(Stored entries)
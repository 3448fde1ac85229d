//! Peer liveness round and master election.
//!
//! The node probes every device listed in the stale directory, keeps those
//! that answer within the contact window and elects the smallest address of
//! the survivors (itself included) as master. Silent devices are dropped,
//! never reported as errors.

use std::collections::BTreeSet;
use std::sync::Arc;
use std::time::Duration;

use async_trait::async_trait;
use parking_lot::Mutex;
use peerdrive_dht::PeerAddress;
use peerdrive_process::{ProcessContext, ProcessStep, RollbackReason};
use tokio::sync::Notify;
use tokio::task::JoinSet;
use tracing::{debug, info};

use super::LoginData;
use crate::election;
use crate::models::{LocationEntry, Locations};
use crate::network::{PeerMessenger, ProbeOutcome};
use crate::session::{Session, SessionProvider};

/// Outcome of one liveness round.
#[derive(Debug, Clone, PartialEq, Eq)]
pub struct ContactResult {
    /// Own address plus every peer that answered in time.
    pub locations: Locations,
    /// Whether the local node won the election over `locations`.
    pub is_master: bool,
    /// Candidates that did not answer in time.
    pub unreachable: Vec<PeerAddress>,
}

#[derive(Debug, Default)]
struct Replies {
    alive: BTreeSet<PeerAddress>,
    resolved: BTreeSet<PeerAddress>,
    sealed: bool,
}

/// Replies of one round, recorded concurrently by the probe tasks.
///
/// Each peer counts once no matter how often it answers. Once sealed, late
/// replies are dropped.
#[derive(Debug)]
pub struct ReplyCollector {
    expected: usize,
    replies: Mutex<Replies>,
    complete: Notify,
}

impl ReplyCollector {
    pub fn new(expected: usize) -> Self {
        Self {
            expected,
            replies: Mutex::new(Replies::default()),
            complete: Notify::new(),
        }
    }

    /// Record a probe result. Returns false for duplicates and late replies.
    pub fn record(&self, peer: PeerAddress, outcome: ProbeOutcome) -> bool {
        let mut replies = self.replies.lock();
        if replies.sealed || !replies.resolved.insert(peer) {
            return false;
        }
        if outcome == ProbeOutcome::Alive {
            replies.alive.insert(peer);
        }
        if replies.resolved.len() >= self.expected {
            self.complete.notify_one();
        }
        true
    }

    /// Whether every expected peer has resolved.
    pub fn is_complete(&self) -> bool {
        self.replies.lock().resolved.len() >= self.expected
    }

    /// Resolve once every expected peer has resolved.
    pub async fn wait_complete(&self) {
        while !self.is_complete() {
            self.complete.notified().await;
        }
    }

    /// Stop accepting replies and return the peers that answered alive.
    pub fn seal(&self) -> BTreeSet<PeerAddress> {
        let mut replies = self.replies.lock();
        replies.sealed = true;
        replies.alive.clone()
    }
}

/// Run one liveness round for `session` over the devices in `stale`.
pub async fn contact_peers(
    session: &Session,
    stale: &Locations,
    messenger: Arc<dyn PeerMessenger>,
    window: Duration,
) -> ContactResult {
    let own = session.own_address;
    let candidates: Vec<PeerAddress> = stale.addresses().filter(|a| **a != own).copied().collect();

    let collector = Arc::new(ReplyCollector::new(candidates.len()));
    let mut probes = JoinSet::new();
    for peer in &candidates {
        let peer = *peer;
        let user_id = session.user_id.clone();
        let messenger = Arc::clone(&messenger);
        let collector = Arc::clone(&collector);
        probes.spawn(async move {
            let outcome = messenger.probe(&user_id, &peer).await;
            debug!("Probe {} -> {:?}", peer, outcome);
            collector.record(peer, outcome);
        });
    }

    if !candidates.is_empty()
        && tokio::time::timeout(window, collector.wait_complete())
            .await
            .is_err()
    {
        debug!("Contact window of {:?} elapsed", window);
    }
    let alive = collector.seal();
    probes.abort_all();

    let mut locations = Locations::new(session.user_id.clone());
    locations.add_entry(LocationEntry::new(own));
    for peer in &alive {
        locations.add_entry(LocationEntry::new(*peer));
    }

    let is_master = election::is_master(&own, locations.addresses());
    let unreachable: Vec<PeerAddress> = candidates.into_iter().filter(|c| !alive.contains(c)).collect();

    info!(
        user = %session.user_id,
        online = locations.len(),
        unreachable = unreachable.len(),
        is_master,
        "Peer contact finished"
    );

    ContactResult {
        locations,
        is_master,
        unreachable,
    }
}

/// Rebuild the user's directory from the devices that are still online.
///
/// Reads the stale directory from [`LoginData::stale`] and publishes a
/// [`ContactResult`] into [`LoginData::contact`]. Nothing is written to the
/// DHT, so there is nothing to roll back.
pub struct ContactPeersStep {
    sessions: SessionProvider,
    messenger: Arc<dyn PeerMessenger>,
    window: Duration,
}

impl ContactPeersStep {
    pub fn new(sessions: SessionProvider, messenger: Arc<dyn PeerMessenger>, window: Duration) -> Self {
        Self {
            sessions,
            messenger,
            window,
        }
    }
}

#[async_trait]
impl ProcessStep<LoginData> for ContactPeersStep {
    fn name(&self) -> &str {
        "contact-peers"
    }

    async fn execute(&mut self, ctx: &mut ProcessContext<LoginData>) -> Result<(), RollbackReason> {
        let session = self
            .sessions
            .current()
            .map_err(|e| ctx.fail("cannot contact peers").with_cause(e))?;

        let stale = ctx
            .data()
            .stale
            .clone()
            .unwrap_or_else(|| Locations::new(session.user_id.clone()));

        let result = contact_peers(&session, &stale, Arc::clone(&self.messenger), self.window).await;
        ctx.data_mut().contact = Some(result);
        Ok(())
    }
}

WORK TASK: Reproduce the entries above exactly, but only the lines between the line holding "replies.sealed = true;" and the line holding "for peer in &candidates", inclusive.

THE COMPLETED TASK:
        replies.sealed = true;
        replies.alive.clone()
    }
}

/// Run one liveness round for `session` over the devices in `stale`.
pub async fn contact_peers(
    session: &Session,
    stale: &Locations,
    messenger: Arc<dyn PeerMessenger>,
    window: Duration,
) -> ContactResult {
    let own = session.own_address;
    let candidates: Vec<PeerAddress> = stale.addresses().filter(|a| **a != own).copied().collect();

    let collector = Arc::new(ReplyCollector::new(candidates.len()));
    let mut probes = JoinSet::new();
    for peer in &candidates {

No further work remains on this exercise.